■ Task instructions: Below is a listing; repeat exactly the lines from the one containing "fn default_service_name() ->" to the one containing "if self.s3.presigned_url_expiry_secs == 0", both included.

■ Given data:

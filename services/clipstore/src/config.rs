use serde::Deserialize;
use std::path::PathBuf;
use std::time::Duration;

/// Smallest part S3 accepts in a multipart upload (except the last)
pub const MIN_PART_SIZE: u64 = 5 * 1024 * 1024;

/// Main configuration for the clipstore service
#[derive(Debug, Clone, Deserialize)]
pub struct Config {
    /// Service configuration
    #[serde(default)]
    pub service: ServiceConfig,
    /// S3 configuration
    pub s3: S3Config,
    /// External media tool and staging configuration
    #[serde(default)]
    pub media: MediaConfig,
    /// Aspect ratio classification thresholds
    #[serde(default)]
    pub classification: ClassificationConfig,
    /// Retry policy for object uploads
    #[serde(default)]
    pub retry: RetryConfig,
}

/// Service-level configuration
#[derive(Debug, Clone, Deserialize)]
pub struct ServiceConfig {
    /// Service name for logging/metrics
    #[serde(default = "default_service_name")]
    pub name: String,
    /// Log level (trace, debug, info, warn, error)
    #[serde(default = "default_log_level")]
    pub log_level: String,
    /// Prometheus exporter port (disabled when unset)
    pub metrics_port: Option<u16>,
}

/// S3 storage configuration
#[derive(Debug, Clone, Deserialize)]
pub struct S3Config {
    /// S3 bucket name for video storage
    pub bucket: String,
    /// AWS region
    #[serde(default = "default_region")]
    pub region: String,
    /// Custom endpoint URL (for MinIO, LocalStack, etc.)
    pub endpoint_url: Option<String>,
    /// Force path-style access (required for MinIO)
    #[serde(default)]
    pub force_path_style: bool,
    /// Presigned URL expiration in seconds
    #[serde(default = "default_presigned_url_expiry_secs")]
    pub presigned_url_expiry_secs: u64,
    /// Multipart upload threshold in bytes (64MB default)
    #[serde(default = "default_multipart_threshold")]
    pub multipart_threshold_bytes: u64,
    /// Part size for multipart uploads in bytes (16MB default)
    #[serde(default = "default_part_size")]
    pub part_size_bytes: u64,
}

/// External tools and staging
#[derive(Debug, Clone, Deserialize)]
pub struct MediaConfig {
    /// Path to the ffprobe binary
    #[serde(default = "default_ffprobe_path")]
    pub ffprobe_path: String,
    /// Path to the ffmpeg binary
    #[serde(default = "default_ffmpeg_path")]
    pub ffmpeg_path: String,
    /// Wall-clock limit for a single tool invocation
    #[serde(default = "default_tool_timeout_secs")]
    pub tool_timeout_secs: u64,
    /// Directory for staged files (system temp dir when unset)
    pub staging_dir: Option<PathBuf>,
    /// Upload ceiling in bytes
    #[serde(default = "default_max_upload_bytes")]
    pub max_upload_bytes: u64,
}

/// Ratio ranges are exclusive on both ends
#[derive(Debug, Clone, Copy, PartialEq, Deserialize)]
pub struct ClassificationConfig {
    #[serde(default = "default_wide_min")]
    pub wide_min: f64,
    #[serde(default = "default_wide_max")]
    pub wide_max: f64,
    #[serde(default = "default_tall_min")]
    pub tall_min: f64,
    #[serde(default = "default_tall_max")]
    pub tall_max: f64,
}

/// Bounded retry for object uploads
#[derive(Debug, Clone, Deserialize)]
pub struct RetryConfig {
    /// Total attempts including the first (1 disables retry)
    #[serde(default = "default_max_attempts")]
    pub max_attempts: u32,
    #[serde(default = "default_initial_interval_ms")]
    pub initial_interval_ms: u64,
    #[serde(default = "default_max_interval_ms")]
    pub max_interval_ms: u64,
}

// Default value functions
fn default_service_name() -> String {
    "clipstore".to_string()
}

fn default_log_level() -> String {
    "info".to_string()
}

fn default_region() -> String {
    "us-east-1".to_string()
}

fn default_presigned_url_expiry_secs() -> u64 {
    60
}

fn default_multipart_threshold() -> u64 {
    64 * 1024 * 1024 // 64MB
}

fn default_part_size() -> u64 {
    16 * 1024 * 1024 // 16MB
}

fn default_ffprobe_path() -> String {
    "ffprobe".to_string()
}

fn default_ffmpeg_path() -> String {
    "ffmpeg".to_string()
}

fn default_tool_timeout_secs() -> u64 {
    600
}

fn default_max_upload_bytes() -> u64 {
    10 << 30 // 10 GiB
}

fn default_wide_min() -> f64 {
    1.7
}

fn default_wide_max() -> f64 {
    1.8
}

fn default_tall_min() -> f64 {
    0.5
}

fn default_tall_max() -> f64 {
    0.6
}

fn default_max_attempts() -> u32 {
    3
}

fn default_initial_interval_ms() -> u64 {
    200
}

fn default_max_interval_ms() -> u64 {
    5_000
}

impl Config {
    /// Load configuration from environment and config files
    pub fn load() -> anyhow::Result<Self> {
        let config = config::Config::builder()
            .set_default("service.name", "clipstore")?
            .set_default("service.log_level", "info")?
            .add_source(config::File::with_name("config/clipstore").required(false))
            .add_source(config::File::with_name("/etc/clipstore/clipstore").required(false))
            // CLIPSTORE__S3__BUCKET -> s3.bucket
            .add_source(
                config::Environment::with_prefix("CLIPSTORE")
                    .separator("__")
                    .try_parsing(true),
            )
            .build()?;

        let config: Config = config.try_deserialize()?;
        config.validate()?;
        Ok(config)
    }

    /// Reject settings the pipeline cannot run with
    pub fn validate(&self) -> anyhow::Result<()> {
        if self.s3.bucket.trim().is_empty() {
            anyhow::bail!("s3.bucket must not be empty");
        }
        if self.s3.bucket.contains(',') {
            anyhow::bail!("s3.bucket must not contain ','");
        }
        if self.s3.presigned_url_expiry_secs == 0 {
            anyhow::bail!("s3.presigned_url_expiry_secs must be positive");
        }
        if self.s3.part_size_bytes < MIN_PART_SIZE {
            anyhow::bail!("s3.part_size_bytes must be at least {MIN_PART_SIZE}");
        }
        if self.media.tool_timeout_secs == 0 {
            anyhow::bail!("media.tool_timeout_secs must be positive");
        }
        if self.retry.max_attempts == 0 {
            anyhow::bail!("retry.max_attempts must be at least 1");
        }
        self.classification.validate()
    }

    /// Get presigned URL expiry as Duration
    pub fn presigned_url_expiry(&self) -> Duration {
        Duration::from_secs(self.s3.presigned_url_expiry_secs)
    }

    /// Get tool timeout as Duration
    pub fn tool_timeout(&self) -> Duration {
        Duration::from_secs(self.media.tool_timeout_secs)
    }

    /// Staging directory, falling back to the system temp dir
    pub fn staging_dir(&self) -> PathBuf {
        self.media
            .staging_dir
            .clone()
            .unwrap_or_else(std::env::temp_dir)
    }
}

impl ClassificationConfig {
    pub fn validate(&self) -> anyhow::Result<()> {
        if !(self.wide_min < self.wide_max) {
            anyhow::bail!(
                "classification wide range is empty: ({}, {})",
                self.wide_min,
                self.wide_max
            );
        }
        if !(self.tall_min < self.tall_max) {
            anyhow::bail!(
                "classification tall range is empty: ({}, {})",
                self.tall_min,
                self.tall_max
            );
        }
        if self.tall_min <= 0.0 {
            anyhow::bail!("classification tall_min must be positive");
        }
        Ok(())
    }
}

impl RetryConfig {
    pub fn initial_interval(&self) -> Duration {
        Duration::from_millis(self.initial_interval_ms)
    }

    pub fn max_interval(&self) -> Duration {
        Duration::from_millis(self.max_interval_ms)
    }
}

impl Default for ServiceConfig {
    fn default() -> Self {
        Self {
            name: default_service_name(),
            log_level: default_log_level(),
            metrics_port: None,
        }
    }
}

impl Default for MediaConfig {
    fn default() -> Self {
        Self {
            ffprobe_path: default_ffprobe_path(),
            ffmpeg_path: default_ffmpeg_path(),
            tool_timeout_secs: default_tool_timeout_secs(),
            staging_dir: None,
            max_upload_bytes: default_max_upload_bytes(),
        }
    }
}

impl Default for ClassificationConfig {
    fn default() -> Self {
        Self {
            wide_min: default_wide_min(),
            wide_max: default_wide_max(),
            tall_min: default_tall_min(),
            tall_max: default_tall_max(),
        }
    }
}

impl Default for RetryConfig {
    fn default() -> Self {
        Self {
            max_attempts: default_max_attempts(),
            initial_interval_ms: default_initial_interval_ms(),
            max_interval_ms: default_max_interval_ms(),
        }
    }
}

■ Answer for the task:
fn default_service_name() -> String {
    "clipstore".to_string()
}

fn default_log_level() -> String {
    "info".to_string()
}

fn default_region() -> String {
    "us-east-1".to_string()
}

fn default_presigned_url_expiry_secs() -> u64 {
    60
}

fn default_multipart_threshold() -> u64 {
    64 * 1024 * 1024 // 64MB
}

fn default_part_size() -> u64 {
    16 * 1024 * 1024 // 16MB
}

fn default_ffprobe_path() -> String {
    "ffprobe".to_string()
}

fn default_ffmpeg_path() -> String {
    "ffmpeg".to_string()
}

fn default_tool_timeout_secs() -> u64 {
    600
}

fn default_max_upload_bytes() -> u64 {
    10 << 30 // 10 GiB
}

fn default_wide_min() -> f64 {
    1.7
}

fn default_wide_max() -> f64 {
    1.8
}

fn default_tall_min() -> f64 {
    0.5
}

fn default_tall_max() -> f64 {
    0.6
}

fn default_max_attempts() -> u32 {
    3
}

fn default_initial_interval_ms() -> u64 {
    200
}

fn default_max_interval_ms() -> u64 {
    5_000
}

impl Config {
    /// Load configuration from environment and config files
    pub fn load() -> anyhow::Result<Self> {
        let config = config::Config::builder()
            .set_default("service.name", "clipstore")?
            .set_default("service.log_level", "info")?
            .add_source(config::File::with_name("config/clipstore").required(false))
            .add_source(config::File::with_name("/etc/clipstore/clipstore").required(false))
            // CLIPSTORE__S3__BUCKET -> s3.bucket
            .add_source(
                config::Environment::with_prefix("CLIPSTORE")
                    .separator("__")
                    .try_parsing(true),
            )
            .build()?;

        let config: Config = config.try_deserialize()?;
        config.validate()?;
        Ok(config)
    }

    /// Reject settings the pipeline cannot run with
    pub fn validate(&self) -> anyhow::Result<()> {
        if self.s3.bucket.trim().is_empty() {
            anyhow::bail!("s3.bucket must not be empty");
        }
        if self.s3.bucket.contains(',') {
            anyhow::bail!("s3.bucket must not contain ','");
        }
        if self.s3.presigned_url_expiry_secs == 0 {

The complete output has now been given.